Each time, I stumble along through this cycle of frustration, anger, blind rage, depression then sheer exhaustion. So fast that by the time I’m at work, or doing stuff at home, I don’t even remember what set it off because there are just too many things that snowballed together to make the whole thing happen. But the general idea is that I’m overwhelmed with juggling home, work, spouse & child: the classic working-mother conundrum.

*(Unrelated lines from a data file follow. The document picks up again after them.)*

use std::collections::BTreeMap;
use std::sync::Arc;

use oci_spec::image::Digest;

use crate::errors::{Code, DistError};
use crate::repository::{App, StreamGetter};
use srmeta::MetaError;

pub struct TagService {
    app: Arc<App>,
    namespace: String,
    name: String,
    stream: Arc<StreamGetter>,
}

impl TagService {
    pub fn new(app: Arc<App>, namespace: &str, name: &str, stream: Arc<StreamGetter>) -> Self {
        Self {
            app,
            namespace: namespace.to_string(),
            name: name.to_string(),
            stream,
        }
    }

    async fn stream(&self) -> Result<srmeta::ImageStream, DistError> {
        match self.stream.get().await {
            Ok(stream) => Ok(stream),
            Err(MetaError::NotFound { .. }) => Err(DistError::new(
                Code::NameUnknown,
                format!("repository {}/{} unknown", self.namespace, self.name),
            )),
            Err(e) => Err(e.into()),
        }
    }

    // non-managed images only resolve through pullthrough, so with it off
    // their tags are hidden rather than served broken. pullthrough is
    // forced on in config, the filter stays for the day that changes
    async fn filter_unmanaged(
        &self,
        tags: BTreeMap<String, String>,
    ) -> Result<BTreeMap<String, String>, DistError> {
        if self.app.config.pullthrough.enabled {
            return Ok(tags);
        }
        let mut out = BTreeMap::new();
        for (tag, digest) in tags {
            match self.app.meta.get_image(&digest).await {
                Ok(image) if image.is_managed() => {
                    out.insert(tag, digest);
                }
                Ok(_) | Err(MetaError::NotFound { .. }) => {}
                Err(e) => return Err(e.into()),
            }
        }
        Ok(out)
    }

    // tag -> latest image digest
    pub async fn all(&self) -> Result<BTreeMap<String, String>, DistError> {
        let stream = self.stream().await?;
        self.filter_unmanaged(stream.tag_digests()).await
    }

    pub async fn get(&self, tag: &str) -> Result<String, DistError> {
        let all = self.all().await?;
        all.get(tag).cloned().ok_or_else(|| {
            DistError::new(Code::TagUnknown, format!("tag {} unknown", tag))
        })
    }

    // every tag whose latest image is the given digest
    pub async fn lookup(&self, digest: &Digest) -> Result<Vec<String>, DistError> {
        let all = self.all().await?;
        let wanted = digest.to_string();
        Ok(all
            .into_iter()
            .filter(|(_, d)| *d == wanted)
            .map(|(tag, _)| tag)
            .collect())
    }

    // point a tag at an already registered image
    pub async fn tag(&self, tag: &str, digest: &Digest) -> Result<(), DistError> {
        self.stream().await?;
        let image = match self.app.meta.get_image(&digest.to_string()).await {
            Ok(image) => image,
            Err(MetaError::NotFound { .. }) => return Err(DistError::manifest_unknown()),
            Err(e) => return Err(e.into()),
        };
        let mapping = srmeta::ImageStreamMapping {
            metadata: srmeta::ObjectMeta {
                namespace: self.namespace.clone(),
                name: self.name.clone(),
                ..Default::default()
            },
            image,
            tag: tag.to_string(),
        };
        match self.app.meta.create_image_stream_mapping(mapping).await {
            Ok(()) => {
                self.stream.invalidate().await;
                Ok(())
            }
            Err(MetaError::QuotaExceeded(_)) => Err(DistError::denied()),
            Err(e) if e.is_access_denied() => Err(DistError::denied()),
            Err(e) => Err(e.into()),
        }
    }

    pub async fn untag(&self, tag: &str) -> Result<(), DistError> {
        self.stream().await?;
        let name = format!("{}:{}", self.name, tag);
        match self
            .app
            .meta
            .delete_image_stream_tag(&self.namespace, &name)
            .await
        {
            Ok(()) => {
                self.stream.invalidate().await;
                Ok(())
            }
            Err(MetaError::NotFound { .. }) => Err(DistError::new(
                Code::TagUnknown,
                format!("tag {} unknown", tag),
            )),
            Err(e) if e.is_access_denied() => Err(DistError::denied()),
            Err(e) => Err(e.into()),
        }
    }
}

I’ve considered backing off work, but the sad fact is that I just can’t do it. We have our own business, of sorts, and there just isn’t anyone available to fill the strange little hole that is my job. The spouse-unit and I have talked about hiring a friend as a housekeeper to help get the place organized, be home to get estimates from contractors, and other general household duties, but she’s been flakier than a Pillsbury pie crust. I’m down to scheduling things into the calendar like “6-7pm: Evening walk” and, worse still, a daily repeating task of “Make coffee, sit and breathe for 5 min.” Sadly, the only days I get to sit over my morning coffee for five minutes are the days where I remember to even check my calendar and to-do list before running out of the house, I kid you not.
And the last time we went to our marriage counselor for our quarterly “tune-up”, our topic of business for the session was how get through the next six months of work insanity and still be married at the end of it. Ironically, the best suggestion was to be sure and schedule in time for us to do “couple time” and “family things”.
Grr, and double-grr.
I wish I had answers. I wish YOU had answers for me. :-) In the meantime, I’m scheduling me-time for catching up on blog reading & writing, while the spouse-unit kills off brain cells blows away enemies in Call of Duty 2. Then we’ll each crawl into bed, wake up tomorrow and do it all over again: the fights and crying and work and playing with Spice and cleaning up cat puke and making cookies and doing dishes and picking cat hair off my black clothes and kicking the washer and… you get the idea… all over again.